→ PROVIDED INFORMATION
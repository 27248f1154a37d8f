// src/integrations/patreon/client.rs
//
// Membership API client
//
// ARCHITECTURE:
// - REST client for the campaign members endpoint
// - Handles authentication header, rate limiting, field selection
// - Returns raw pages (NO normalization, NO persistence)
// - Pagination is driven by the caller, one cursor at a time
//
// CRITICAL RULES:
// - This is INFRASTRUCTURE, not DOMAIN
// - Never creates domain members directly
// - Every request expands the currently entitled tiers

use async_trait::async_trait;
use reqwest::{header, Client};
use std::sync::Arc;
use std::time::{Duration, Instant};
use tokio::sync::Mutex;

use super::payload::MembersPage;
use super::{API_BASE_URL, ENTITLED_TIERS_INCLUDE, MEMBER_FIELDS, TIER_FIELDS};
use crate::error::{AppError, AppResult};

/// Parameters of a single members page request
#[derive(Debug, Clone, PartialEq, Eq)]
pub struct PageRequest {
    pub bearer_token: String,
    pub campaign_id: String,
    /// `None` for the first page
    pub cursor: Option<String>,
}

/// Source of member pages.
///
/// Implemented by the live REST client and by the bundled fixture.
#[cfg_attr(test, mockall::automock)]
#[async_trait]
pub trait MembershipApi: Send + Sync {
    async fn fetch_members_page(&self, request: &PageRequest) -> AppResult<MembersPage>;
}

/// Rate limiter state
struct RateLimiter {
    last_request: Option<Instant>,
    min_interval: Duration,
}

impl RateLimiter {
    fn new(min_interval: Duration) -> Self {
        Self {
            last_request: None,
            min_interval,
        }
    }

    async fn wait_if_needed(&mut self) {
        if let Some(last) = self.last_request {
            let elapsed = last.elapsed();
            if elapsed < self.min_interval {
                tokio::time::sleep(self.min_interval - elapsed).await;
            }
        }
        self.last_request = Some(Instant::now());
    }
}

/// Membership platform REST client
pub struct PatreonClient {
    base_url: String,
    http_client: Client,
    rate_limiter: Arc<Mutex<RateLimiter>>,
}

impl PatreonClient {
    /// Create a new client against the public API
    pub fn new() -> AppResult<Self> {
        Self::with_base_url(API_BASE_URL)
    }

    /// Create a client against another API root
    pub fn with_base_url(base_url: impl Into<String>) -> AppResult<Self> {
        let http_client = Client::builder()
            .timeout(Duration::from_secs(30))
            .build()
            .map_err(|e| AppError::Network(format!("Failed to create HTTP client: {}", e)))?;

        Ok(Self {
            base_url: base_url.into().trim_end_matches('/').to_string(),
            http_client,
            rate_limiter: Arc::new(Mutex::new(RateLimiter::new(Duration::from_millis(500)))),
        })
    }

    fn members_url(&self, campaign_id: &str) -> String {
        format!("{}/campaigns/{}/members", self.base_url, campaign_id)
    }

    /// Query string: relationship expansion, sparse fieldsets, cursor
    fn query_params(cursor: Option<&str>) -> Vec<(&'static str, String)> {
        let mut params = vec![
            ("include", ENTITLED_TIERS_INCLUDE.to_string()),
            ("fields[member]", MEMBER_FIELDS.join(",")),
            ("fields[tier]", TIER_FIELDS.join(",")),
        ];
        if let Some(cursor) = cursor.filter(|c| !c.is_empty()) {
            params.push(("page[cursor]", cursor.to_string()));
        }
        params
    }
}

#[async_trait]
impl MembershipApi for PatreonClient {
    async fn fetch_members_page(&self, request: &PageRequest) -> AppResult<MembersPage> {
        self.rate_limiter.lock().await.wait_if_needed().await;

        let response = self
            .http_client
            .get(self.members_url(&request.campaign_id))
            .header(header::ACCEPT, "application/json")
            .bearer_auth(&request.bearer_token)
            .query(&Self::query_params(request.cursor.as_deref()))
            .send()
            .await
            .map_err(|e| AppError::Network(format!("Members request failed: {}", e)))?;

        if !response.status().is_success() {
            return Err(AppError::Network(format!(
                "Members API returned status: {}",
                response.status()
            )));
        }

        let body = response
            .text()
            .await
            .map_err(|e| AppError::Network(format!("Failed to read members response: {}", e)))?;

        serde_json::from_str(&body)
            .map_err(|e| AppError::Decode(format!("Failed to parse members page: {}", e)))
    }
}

→ EXERCISE INSTRUCTIONS
Set down every entry again, word for word.

→ EXERCISE SOLUTION
repository 27248f1154a37d8f
// src/integrations/patreon/client.rs
//
// Membership API client
//
// ARCHITECTURE:
// - REST client for the campaign members endpoint
// - Handles authentication header, rate limiting, field selection
// - Returns raw pages (NO normalization, NO persistence)
// - Pagination is driven by the caller, one cursor at a time
//
// CRITICAL RULES:
// - This is INFRASTRUCTURE, not DOMAIN
// - Never creates domain members directly
// - Every request expands the currently entitled tiers

use async_trait::async_trait;
use reqwest::{header, Client};
use std::sync::Arc;
use std::time::{Duration, Instant};
use tokio::sync::Mutex;

use super::payload::MembersPage;
use super::{API_BASE_URL, ENTITLED_TIERS_INCLUDE, MEMBER_FIELDS, TIER_FIELDS};
use crate::error::{AppError, AppResult};

/// Parameters of a single members page request
#[derive(Debug, Clone, PartialEq, Eq)]
pub struct PageRequest {
    pub bearer_token: String,
    pub campaign_id: String,
    /// `None` for the first page
    pub cursor: Option<String>,
}

/// Source of member pages.
///
/// Implemented by the live REST client and by the bundled fixture.
#[cfg_attr(test, mockall::automock)]
#[async_trait]
pub trait MembershipApi: Send + Sync {
    async fn fetch_members_page(&self, request: &PageRequest) -> AppResult<MembersPage>;
}

/// Rate limiter state
struct RateLimiter {
    last_request: Option<Instant>,
    min_interval: Duration,
}

impl RateLimiter {
    fn new(min_interval: Duration) -> Self {
        Self {
            last_request: None,
            min_interval,
        }
    }

    async fn wait_if_needed(&mut self) {
        if let Some(last) = self.last_request {
            let elapsed = last.elapsed();
            if elapsed < self.min_interval {
                tokio::time::sleep(self.min_interval - elapsed).await;
            }
        }
        self.last_request = Some(Instant::now());
    }
}

/// Membership platform REST client
pub struct PatreonClient {
    base_url: String,
    http_client: Client,
    rate_limiter: Arc<Mutex<RateLimiter>>,
}

impl PatreonClient {
    /// Create a new client against the public API
    pub fn new() -> AppResult<Self> {
        Self::with_base_url(API_BASE_URL)
    }

    /// Create a client against another API root
    pub fn with_base_url(base_url: impl Into<String>) -> AppResult<Self> {
        let http_client = Client::builder()
            .timeout(Duration::from_secs(30))
            .build()
            .map_err(|e| AppError::Network(format!("Failed to create HTTP client: {}", e)))?;

        Ok(Self {
            base_url: base_url.into().trim_end_matches('/').to_string(),
            http_client,
            rate_limiter: Arc::new(Mutex::new(RateLimiter::new(Duration::from_millis(500)))),
        })
    }

    fn members_url(&self, campaign_id: &str) -> String {
        format!("{}/campaigns/{}/members", self.base_url, campaign_id)
    }

    /// Query string: relationship expansion, sparse fieldsets, cursor
    fn query_params(cursor: Option<&str>) -> Vec<(&'static str, String)> {
        let mut params = vec![
            ("include", ENTITLED_TIERS_INCLUDE.to_string()),
            ("fields[member]", MEMBER_FIELDS.join(",")),
            ("fields[tier]", TIER_FIELDS.join(",")),
        ];
        if let Some(cursor) = cursor.filter(|c| !c.is_empty()) {
            params.push(("page[cursor]", cursor.to_string()));
        }
        params
    }
}

#[async_trait]
impl MembershipApi for PatreonClient {
    async fn fetch_members_page(&self, request: &PageRequest) -> AppResult<MembersPage> {
        self.rate_limiter.lock().await.wait_if_needed().await;

        let response = self
            .http_client
            .get(self.members_url(&request.campaign_id))
            .header(header::ACCEPT, "application/json")
            .bearer_auth(&request.bearer_token)
            .query(&Self::query_params(request.cursor.as_deref()))
            .send()
            .await
            .map_err(|e| AppError::Network(format!("Members request failed: {}", e)))?;

        if !response.status().is_success() {
            return Err(AppError::Network(format!(
                "Members API returned status: {}",
                response.status()
            )));
        }

        let body = response
            .text()
            .await
            .map_err(|e| AppError::Network(format!("Failed to read members response: {}", e)))?;

        serde_json::from_str(&body)
            .map_err(|e| AppError::Decode(format!("Failed to parse members page: {}", e)))
    }
}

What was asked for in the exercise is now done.